Our first stop was at the Gettysburg National Battlefield. As we drove up to the Visitors Center, we gazed out the windows of our bus, taking in the expansive meadows and rolling hills of the historic battlefield we had read so much about. Inside the museum, we found ourselves quite literally in the center of history as we stood on a central platform and gazed at Paul Philippoteaux’s cyclorama, “Battle of Gettysburg.” Cycloramas, essentially massive panoramic oil paintings that give you a 360-degree view of a scene, were a popular form of entertainment in the 1800s. Yet, more than two-hundred years later, I found myself captivated by the painting’s depth and detail. The cyclorama is 377 feet long, 42 feet high, and coated in several tons of paint.

With the striking images from Philippoteaux’s artwork in our minds, we then set out on a guided bus tour of the battlefield itself. Our guide pointed out the locations of several landmarks I had recognized in the cyclorama—Cemetery Ridge, Big Round Top and Little Round Top, and The Peach Orchard. We traced the movements of both the Confederate and the Union armies during this battle. After the tour, we discussed the significance of the Union’s victory in this battle. Was it really a turning point? We came to a general consensus that while the battle was undeniably important, if the Union had in fact been defeated here, its forces still would not have given up. As a leader, and as Commander in Chief, Lincoln did not give up easily. He was determined and dedicated, willing to play the long game and incur whatever costs were required to persevere.

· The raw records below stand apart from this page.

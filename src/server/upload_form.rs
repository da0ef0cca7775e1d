//! Multipart forms mixing text fields and uploaded files.

use axum::extract::{multipart::MultipartRejection, Multipart};
use std::collections::HashMap;

use crate::error::{ApiError, ApiResult};
use crate::media::MediaUpload;

#[derive(Debug, Default)]
pub struct UploadForm {
    fields: HashMap<String, String>,
    files: HashMap<String, MediaUpload>,
}

impl UploadForm {
    /// Buffers every part. Parts carrying a file name are files.
    pub async fn read(multipart: Result<Multipart, MultipartRejection>) -> ApiResult<Self> {
        let mut multipart = multipart.map_err(|e| ApiError::invalid(e.body_text()))?;
        let mut form = UploadForm::default();

        while let Some(field) = multipart
            .next_field()
            .await
            .map_err(|e| ApiError::invalid(e.body_text()))?
        {
            let Some(name) = field.name().map(str::to_string) else {
                continue;
            };
            let file_name = field.file_name().map(str::to_string);
            let content_type = field.content_type().map(str::to_string);
            let bytes = field
                .bytes()
                .await
                .map_err(|e| ApiError::invalid(e.body_text()))?;

            if file_name.is_some() {
                form.files.insert(
                    name,
                    MediaUpload {
                        file_name,
                        content_type,
                        bytes: bytes.to_vec(),
                    },
                );
            } else {
                form.fields
                    .insert(name, String::from_utf8_lossy(&bytes).into_owned());
            }
        }
        Ok(form)
    }

    /// Empty when absent, so blank checks downstream report it as required.
    pub fn text(&self, name: &str) -> &str {
        self.fields.get(name).map(String::as_str).unwrap_or("")
    }

    pub fn take_file(&mut self, name: &str) -> Option<MediaUpload> {
        self.files.remove(name)
    }

    pub fn require_file(&mut self, name: &str) -> ApiResult<MediaUpload> {
        self.take_file(name)
            .ok_or_else(|| ApiError::invalid(format!("{} file is required", name)))
    }
}
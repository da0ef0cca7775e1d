//! Registration, login, logout and token refresh.

use axum::{
    extract::State,
    response::{IntoResponse, Response},
    routing::post,
    Router,
};
use axum_extra::extract::cookie::{Cookie, CookieJar, SameSite};
use serde::{Deserialize, Serialize};
use std::time::Duration;
use tracing::debug;

use crate::error::{ApiError, ApiResult};
use crate::identity::{IdentityManager, Registration, TokenPair};
use crate::store::User;

use super::envelope::{ApiJson, ApiResponse};
use super::session::{Session, COOKIE_ACCESS_TOKEN_KEY, COOKIE_REFRESH_TOKEN_KEY};
use super::state::{GuardedIdentityManager, ServerState};
use super::ServerConfig;

#[derive(Deserialize, Debug)]
struct RegisterBody {
    #[serde(default)]
    pub username: String,
    #[serde(default)]
    pub email: String,
    #[serde(default)]
    pub full_name: String,
    #[serde(default)]
    pub password: String,
}

/// Either `username` or `email` identifies the account.
#[derive(Deserialize)]
struct LoginBody {
    pub username: Option<String>,
    pub email: Option<String>,
    #[serde(default)]
    pub password: String,
}

#[derive(Deserialize)]
struct RefreshBody {
    pub refresh_token: Option<String>,
}

#[derive(Serialize)]
struct LoginSuccess {
    user: User,
    #[serde(flatten)]
    tokens: TokenPair,
}

fn auth_cookie(
    name: &'static str,
    value: String,
    ttl: Duration,
    config: &ServerConfig,
) -> Cookie<'static> {
    Cookie::build((name, value))
        .path("/")
        .http_only(true)
        .same_site(SameSite::Lax)
        .secure(config.secure_cookies)
        .max_age(time::Duration::seconds(ttl.as_secs() as i64))
        .build()
}

fn expired_cookie(name: &'static str) -> Cookie<'static> {
    Cookie::build((name, ""))
        .path("/")
        .http_only(true)
        .same_site(SameSite::Lax)
        .expires(time::OffsetDateTime::now_utc() - time::Duration::days(1))
        .build()
}

fn with_token_cookies(
    jar: CookieJar,
    tokens: &TokenPair,
    identity: &IdentityManager,
    config: &ServerConfig,
) -> CookieJar {
    let issuer = identity.tokens();
    jar.add(auth_cookie(
        COOKIE_ACCESS_TOKEN_KEY,
        tokens.access_token.clone(),
        issuer.access_ttl(),
        config,
    ))
    .add(auth_cookie(
        COOKIE_REFRESH_TOKEN_KEY,
        tokens.refresh_token.clone(),
        issuer.refresh_ttl(),
        config,
    ))
}

async fn register(
    State(identity): State<GuardedIdentityManager>,
    ApiJson(body): ApiJson<RegisterBody>,
) -> ApiResult<ApiResponse<User>> {
    debug!("register() called for {:?}", body.username);
    let user = identity.register(Registration {
        username: body.username,
        email: body.email,
        full_name: body.full_name,
        password: body.password,
    })?;
    Ok(ApiResponse::created(user, "User registered"))
}

async fn login(
    State(identity): State<GuardedIdentityManager>,
    State(config): State<ServerConfig>,
    jar: CookieJar,
    ApiJson(body): ApiJson<LoginBody>,
) -> ApiResult<Response> {
    let handle = body
        .username
        .or(body.email)
        .filter(|h| !h.trim().is_empty())
        .ok_or_else(|| ApiError::invalid("username or email is required"))?;
    if body.password.is_empty() {
        return Err(ApiError::invalid("password is required"));
    }

    let (user, tokens) = identity.login(handle.trim(), &body.password)?;
    let jar = with_token_cookies(jar, &tokens, &identity, &config);
    Ok((
        jar,
        ApiResponse::ok(LoginSuccess { user, tokens }, "Logged in"),
    )
        .into_response())
}

async fn logout(
    State(identity): State<GuardedIdentityManager>,
    session: Session,
    jar: CookieJar,
) -> ApiResult<Response> {
    identity.logout(session.user_id)?;
    let jar = jar
        .add(expired_cookie(COOKIE_ACCESS_TOKEN_KEY))
        .add(expired_cookie(COOKIE_REFRESH_TOKEN_KEY));
    Ok((jar, ApiResponse::ok((), "Logged out")).into_response())
}

/// The refresh token comes from the body, else from its cookie.
async fn refresh(
    State(identity): State<GuardedIdentityManager>,
    State(config): State<ServerConfig>,
    jar: CookieJar,
    body: Result<ApiJson<RefreshBody>, ApiError>,
) -> ApiResult<Response> {
    let presented = body
        .ok()
        .and_then(|ApiJson(b)| b.refresh_token)
        .or_else(|| {
            jar.get(COOKIE_REFRESH_TOKEN_KEY)
                .map(|c| c.value().to_string())
        })
        .filter(|t| !t.is_empty())
        .ok_or_else(|| ApiError::unauthorized("Refresh token required"))?;

    let tokens = identity.refresh(&presented)?;
    let jar = with_token_cookies(jar, &tokens, &identity, &config);
    Ok((jar, ApiResponse::ok(tokens, "Tokens refreshed")).into_response())
}

pub fn auth_routes() -> Router<ServerState> {
    Router::new()
        .route("/register", post(register))
        .route("/login", post(login))
        .route("/logout", post(logout))
        .route("/refresh", post(refresh))
}
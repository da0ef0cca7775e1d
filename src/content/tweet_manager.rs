use std::sync::Arc;

use uuid::Uuid;

use crate::error::{required, ApiError, ApiResult};
use crate::social::{authorize, toggle, LikeRelation, Toggled};
use crate::store::{FullStore, Like, LikeTarget, Tweet};

pub struct TweetManager {
    store: Arc<dyn FullStore>,
}

impl TweetManager {
    pub fn new(store: Arc<dyn FullStore>) -> Self {
        TweetManager { store }
    }

    pub fn create(&self, principal: Uuid, content: &str) -> ApiResult<Tweet> {
        let content = required("content", content)?;
        Ok(self.store.insert_tweet(principal, &content)?)
    }

    pub fn list_for_user(&self, user_id: Uuid) -> ApiResult<Vec<Tweet>> {
        if self.store.get_user(user_id)?.is_none() {
            return Err(ApiError::not_found("User"));
        }
        Ok(self.store.list_user_tweets(user_id)?)
    }

    pub fn update(&self, principal: Uuid, tweet_id: Uuid, content: &str) -> ApiResult<Tweet> {
        let content = required("content", content)?;
        authorize(self.store.get_tweet(tweet_id), principal)?;
        self.store
            .update_tweet(tweet_id, &content)?
            .ok_or_else(|| ApiError::not_found("Tweet"))
    }

    pub fn delete(&self, principal: Uuid, tweet_id: Uuid) -> ApiResult<Tweet> {
        let tweet = authorize(self.store.get_tweet(tweet_id), principal)?;
        if !self.store.delete_tweet(tweet_id)? {
            return Err(ApiError::not_found("Tweet"));
        }
        Ok(tweet)
    }

    pub fn toggle_like(&self, principal: Uuid, tweet_id: Uuid) -> ApiResult<Toggled<Like>> {
        toggle::<LikeRelation, _>(self.store.as_ref(), principal, LikeTarget::Tweet(tweet_id))
    }
}
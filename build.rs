use std::process::Command;

fn git_short_hash() -> Option<String> {
    let output = Command::new("git")
        .args(["rev-parse", "--short", "HEAD"])
        .output()
        .ok()?;
    if !output.status.success() {
        return None;
    }
    String::from_utf8(output.stdout)
        .ok()
        .map(|s| s.trim().to_string())
}

fn main() {
    let hash = git_short_hash().unwrap_or_else(|| "unknown".to_string());
    println!("cargo:rustc-env=CLIPNEST_BUILD_HASH={}", hash);
    println!("cargo:rerun-if-changed=.git/HEAD");
}
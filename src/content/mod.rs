//! Video, comment, tweet and playlist operations: validate, look up,
//! authorize, then mutate.

mod comment_manager;
mod playlist_manager;
mod tweet_manager;
mod video_manager;

pub use comment_manager::CommentManager;
pub use playlist_manager::{PlaylistManager, MAX_PLAYLIST_SIZE};
pub use tweet_manager::TweetManager;
pub use video_manager::{VideoManager, VideoUpload};
//! Storage for uploaded video, thumbnail and profile image files.

mod local_store;

pub use local_store::LocalMediaStore;

use async_trait::async_trait;
use thiserror::Error;

use crate::error::ApiError;

/// Public path prefix under which stored files are served.
pub const MEDIA_URL_PREFIX: &str = "/media";

#[derive(Debug, Clone, Copy, PartialEq, Eq)]
pub enum MediaKind {
    Video,
    Thumbnail,
    Avatar,
    Cover,
}

impl MediaKind {
    pub fn dir_name(&self) -> &'static str {
        match self {
            MediaKind::Video => "video",
            MediaKind::Thumbnail => "thumbnail",
            MediaKind::Avatar => "avatar",
            MediaKind::Cover => "cover",
        }
    }

    /// MIME family every file of this kind must belong to.
    pub fn expected_family(&self) -> &'static str {
        match self {
            MediaKind::Video => "video/",
            MediaKind::Thumbnail | MediaKind::Avatar | MediaKind::Cover => "image/",
        }
    }
}

/// A file received from a multipart form.
#[derive(Debug, Clone)]
pub struct MediaUpload {
    pub file_name: Option<String>,
    pub content_type: Option<String>,
    pub bytes: Vec<u8>,
}

#[derive(Debug, Error)]
pub enum MediaError {
    #[error("Uploaded file is empty")]
    Empty,

    #[error("Uploaded file is {size} bytes, the limit is {max}")]
    TooLarge { size: usize, max: usize },

    #[error("Expected a {expected}* file, got {actual}")]
    WrongType {
        expected: &'static str,
        actual: String,
    },

    #[error("Media I/O failed: {0}")]
    Io(#[from] std::io::Error),
}

impl From<MediaError> for ApiError {
    fn from(err: MediaError) -> Self {
        match err {
            MediaError::Io(io) => ApiError::Internal(io.into()),
            other => ApiError::InvalidArgument(other.to_string()),
        }
    }
}

#[async_trait]
pub trait MediaStore: Send + Sync {
    /// Validates and persists the upload, returning its public URL.
    async fn store(&self, kind: MediaKind, upload: MediaUpload) -> Result<String, MediaError>;

    /// Removes a previously stored file. Unknown URLs are ignored.
    async fn delete(&self, url: &str) -> Result<(), MediaError>;
}
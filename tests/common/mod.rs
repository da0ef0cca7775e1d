//! Common test infrastructure
//!
//! This module provides all the infrastructure needed for end-to-end tests.
//! Tests should only import from this module, not from internal submodules.
//!
//! # Example
//!
//! ```no_run
//! mod common;
//! use common::{TestServer, TestClient};
//! use reqwest::StatusCode;
//!
//! #[tokio::test]
//! async fn test_list_videos() {
//!     let server = TestServer::spawn().await;
//!     let client = TestClient::authenticated_alice(server.base_url.clone()).await;
//!
//!     let response = client.list_videos("").await;
//!     assert_eq!(response.status(), StatusCode::OK);
//! }
//! ```

mod client;
mod constants;
mod fixtures;
mod server;

// Public API - this is what tests import
pub use client::{data, envelope, TestClient};
pub use constants::*;
pub use server::TestServer;
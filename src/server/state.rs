use axum::extract::FromRef;

use crate::content::{CommentManager, PlaylistManager, TweetManager, VideoManager};
use crate::identity::IdentityManager;
use crate::store::FullStore;
use crate::views::ViewManager;
use std::sync::Arc;
use std::time::Instant;

use super::ServerConfig;

pub type GuardedStore = Arc<dyn FullStore>;
pub type GuardedIdentityManager = Arc<IdentityManager>;
pub type GuardedVideoManager = Arc<VideoManager>;
pub type GuardedCommentManager = Arc<CommentManager>;
pub type GuardedTweetManager = Arc<TweetManager>;
pub type GuardedPlaylistManager = Arc<PlaylistManager>;
pub type GuardedViewManager = Arc<ViewManager>;

#[derive(Clone)]
pub struct ServerState {
    pub config: ServerConfig,
    pub start_time: Instant,
    pub hash: String,
    pub store: GuardedStore,
    pub identity: GuardedIdentityManager,
    pub videos: GuardedVideoManager,
    pub comments: GuardedCommentManager,
    pub tweets: GuardedTweetManager,
    pub playlists: GuardedPlaylistManager,
    pub views: GuardedViewManager,
}

impl FromRef<ServerState> for ServerConfig {
    fn from_ref(input: &ServerState) -> Self {
        input.config.clone()
    }
}

impl FromRef<ServerState> for GuardedStore {
    fn from_ref(input: &ServerState) -> Self {
        input.store.clone()
    }
}

impl FromRef<ServerState> for GuardedIdentityManager {
    fn from_ref(input: &ServerState) -> Self {
        input.identity.clone()
    }
}

impl FromRef<ServerState> for GuardedVideoManager {
    fn from_ref(input: &ServerState) -> Self {
        input.videos.clone()
    }
}

impl FromRef<ServerState> for GuardedCommentManager {
    fn from_ref(input: &ServerState) -> Self {
        input.comments.clone()
    }
}

impl FromRef<ServerState> for GuardedTweetManager {
    fn from_ref(input: &ServerState) -> Self {
        input.tweets.clone()
    }
}

impl FromRef<ServerState> for GuardedPlaylistManager {
    fn from_ref(input: &ServerState) -> Self {
        input.playlists.clone()
    }
}

impl FromRef<ServerState> for GuardedViewManager {
    fn from_ref(input: &ServerState) -> Self {
        input.views.clone()
    }
}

It is often tempting when looking back on the turbulent times of our history to long for simple answers, to be able to point to definitive moments of change. The real truth is that change happens slowly, in fits and starts. Literal and social revolutions led by slaves, both freed and captive, and the relentless efforts of abolitionists, contributed to The Emancipation Proclamation long before the Civil War began. Similarly, the events of Lincoln’s early life, which likely seemed insignificant to him in his time, prepared him to face the unthinkable challenges that his time in the land’s highest office brought to him.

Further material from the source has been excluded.